## [Data for this exercise]

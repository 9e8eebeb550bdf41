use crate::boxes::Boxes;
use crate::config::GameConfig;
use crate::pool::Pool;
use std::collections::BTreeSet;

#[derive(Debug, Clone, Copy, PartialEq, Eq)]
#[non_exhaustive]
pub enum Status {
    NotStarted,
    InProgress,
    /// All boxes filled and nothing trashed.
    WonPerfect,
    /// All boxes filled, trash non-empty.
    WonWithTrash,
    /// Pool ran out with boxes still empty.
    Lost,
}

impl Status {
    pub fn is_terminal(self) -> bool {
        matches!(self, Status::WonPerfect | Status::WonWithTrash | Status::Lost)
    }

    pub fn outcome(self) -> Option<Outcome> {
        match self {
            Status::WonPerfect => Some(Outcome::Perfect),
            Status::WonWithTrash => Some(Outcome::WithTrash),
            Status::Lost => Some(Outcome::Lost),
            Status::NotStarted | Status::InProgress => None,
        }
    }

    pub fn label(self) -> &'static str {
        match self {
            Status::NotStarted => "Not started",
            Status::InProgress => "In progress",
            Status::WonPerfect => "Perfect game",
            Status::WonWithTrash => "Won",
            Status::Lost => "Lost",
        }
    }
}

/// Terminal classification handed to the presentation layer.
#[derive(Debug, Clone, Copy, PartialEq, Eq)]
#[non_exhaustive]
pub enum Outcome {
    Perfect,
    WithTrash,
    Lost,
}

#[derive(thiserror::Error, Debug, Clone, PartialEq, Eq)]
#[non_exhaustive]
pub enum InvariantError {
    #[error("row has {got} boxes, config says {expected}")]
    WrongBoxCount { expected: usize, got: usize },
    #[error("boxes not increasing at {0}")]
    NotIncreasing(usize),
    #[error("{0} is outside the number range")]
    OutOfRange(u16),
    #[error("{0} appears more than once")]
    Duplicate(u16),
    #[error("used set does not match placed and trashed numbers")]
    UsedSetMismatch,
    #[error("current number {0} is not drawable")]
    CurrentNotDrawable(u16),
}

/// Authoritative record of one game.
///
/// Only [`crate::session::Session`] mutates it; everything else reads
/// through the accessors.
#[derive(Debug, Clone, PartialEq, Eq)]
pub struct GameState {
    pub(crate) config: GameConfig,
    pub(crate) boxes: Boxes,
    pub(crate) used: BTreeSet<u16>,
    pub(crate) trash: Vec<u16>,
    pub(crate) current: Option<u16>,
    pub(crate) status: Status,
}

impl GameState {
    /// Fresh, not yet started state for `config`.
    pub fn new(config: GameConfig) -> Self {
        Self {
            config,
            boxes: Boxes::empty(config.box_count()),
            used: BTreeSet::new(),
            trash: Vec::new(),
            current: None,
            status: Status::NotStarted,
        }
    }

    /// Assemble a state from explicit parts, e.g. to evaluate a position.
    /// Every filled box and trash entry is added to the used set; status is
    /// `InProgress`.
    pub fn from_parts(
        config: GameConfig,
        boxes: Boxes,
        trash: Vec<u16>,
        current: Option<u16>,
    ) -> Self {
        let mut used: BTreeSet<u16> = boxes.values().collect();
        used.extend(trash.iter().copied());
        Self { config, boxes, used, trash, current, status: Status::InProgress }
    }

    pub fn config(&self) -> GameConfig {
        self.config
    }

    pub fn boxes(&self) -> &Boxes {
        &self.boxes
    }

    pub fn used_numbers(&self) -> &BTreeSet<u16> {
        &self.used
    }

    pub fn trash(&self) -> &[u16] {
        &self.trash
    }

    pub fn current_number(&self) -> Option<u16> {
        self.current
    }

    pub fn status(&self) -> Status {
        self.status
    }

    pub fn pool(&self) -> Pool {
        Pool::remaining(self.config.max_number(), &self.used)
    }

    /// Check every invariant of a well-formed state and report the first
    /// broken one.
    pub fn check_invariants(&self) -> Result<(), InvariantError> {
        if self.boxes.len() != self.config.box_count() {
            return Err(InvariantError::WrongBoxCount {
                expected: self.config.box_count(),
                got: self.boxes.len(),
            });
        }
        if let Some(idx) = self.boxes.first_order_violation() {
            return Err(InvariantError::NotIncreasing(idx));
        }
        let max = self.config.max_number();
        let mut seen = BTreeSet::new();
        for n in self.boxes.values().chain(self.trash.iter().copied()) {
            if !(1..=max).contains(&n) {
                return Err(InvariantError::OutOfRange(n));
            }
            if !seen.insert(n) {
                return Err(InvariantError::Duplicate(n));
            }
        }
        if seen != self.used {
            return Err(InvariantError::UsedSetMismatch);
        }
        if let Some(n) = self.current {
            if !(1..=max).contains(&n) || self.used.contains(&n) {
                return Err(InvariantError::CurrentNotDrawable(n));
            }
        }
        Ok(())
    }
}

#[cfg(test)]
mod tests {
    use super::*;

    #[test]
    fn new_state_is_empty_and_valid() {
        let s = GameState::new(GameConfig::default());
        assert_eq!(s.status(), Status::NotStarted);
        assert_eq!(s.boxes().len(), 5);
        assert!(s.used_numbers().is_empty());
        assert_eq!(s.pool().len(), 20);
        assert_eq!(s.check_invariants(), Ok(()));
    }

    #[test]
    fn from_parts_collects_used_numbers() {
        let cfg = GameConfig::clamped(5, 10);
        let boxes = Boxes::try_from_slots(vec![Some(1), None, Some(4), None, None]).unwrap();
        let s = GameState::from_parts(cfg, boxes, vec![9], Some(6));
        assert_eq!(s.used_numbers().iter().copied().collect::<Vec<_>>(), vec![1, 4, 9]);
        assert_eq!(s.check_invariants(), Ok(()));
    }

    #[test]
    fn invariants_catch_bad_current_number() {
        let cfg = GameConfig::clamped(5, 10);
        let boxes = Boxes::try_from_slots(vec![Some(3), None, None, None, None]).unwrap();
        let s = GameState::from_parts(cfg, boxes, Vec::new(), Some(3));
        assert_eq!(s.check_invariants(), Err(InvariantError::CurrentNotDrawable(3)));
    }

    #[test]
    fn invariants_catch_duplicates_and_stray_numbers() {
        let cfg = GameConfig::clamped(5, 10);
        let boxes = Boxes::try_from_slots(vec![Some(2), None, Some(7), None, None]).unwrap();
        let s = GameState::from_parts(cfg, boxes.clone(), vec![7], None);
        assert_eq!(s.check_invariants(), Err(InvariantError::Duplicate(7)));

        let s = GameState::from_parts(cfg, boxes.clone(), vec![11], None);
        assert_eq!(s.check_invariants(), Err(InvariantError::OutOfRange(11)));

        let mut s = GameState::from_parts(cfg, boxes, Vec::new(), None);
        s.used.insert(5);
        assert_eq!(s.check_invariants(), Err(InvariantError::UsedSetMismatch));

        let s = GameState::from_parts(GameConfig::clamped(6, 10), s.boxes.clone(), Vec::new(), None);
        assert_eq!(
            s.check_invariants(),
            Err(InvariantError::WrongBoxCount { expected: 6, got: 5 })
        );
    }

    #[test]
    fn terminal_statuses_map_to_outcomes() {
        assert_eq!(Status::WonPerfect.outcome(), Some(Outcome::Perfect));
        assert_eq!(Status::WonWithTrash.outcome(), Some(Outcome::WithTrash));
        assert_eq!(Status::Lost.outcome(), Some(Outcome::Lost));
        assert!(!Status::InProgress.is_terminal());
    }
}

## [Assigned task]
Scan the records for the string "enum" and show every line that contains it.

## [Written answer]
pub enum Status {
pub enum Outcome {
pub enum InvariantError {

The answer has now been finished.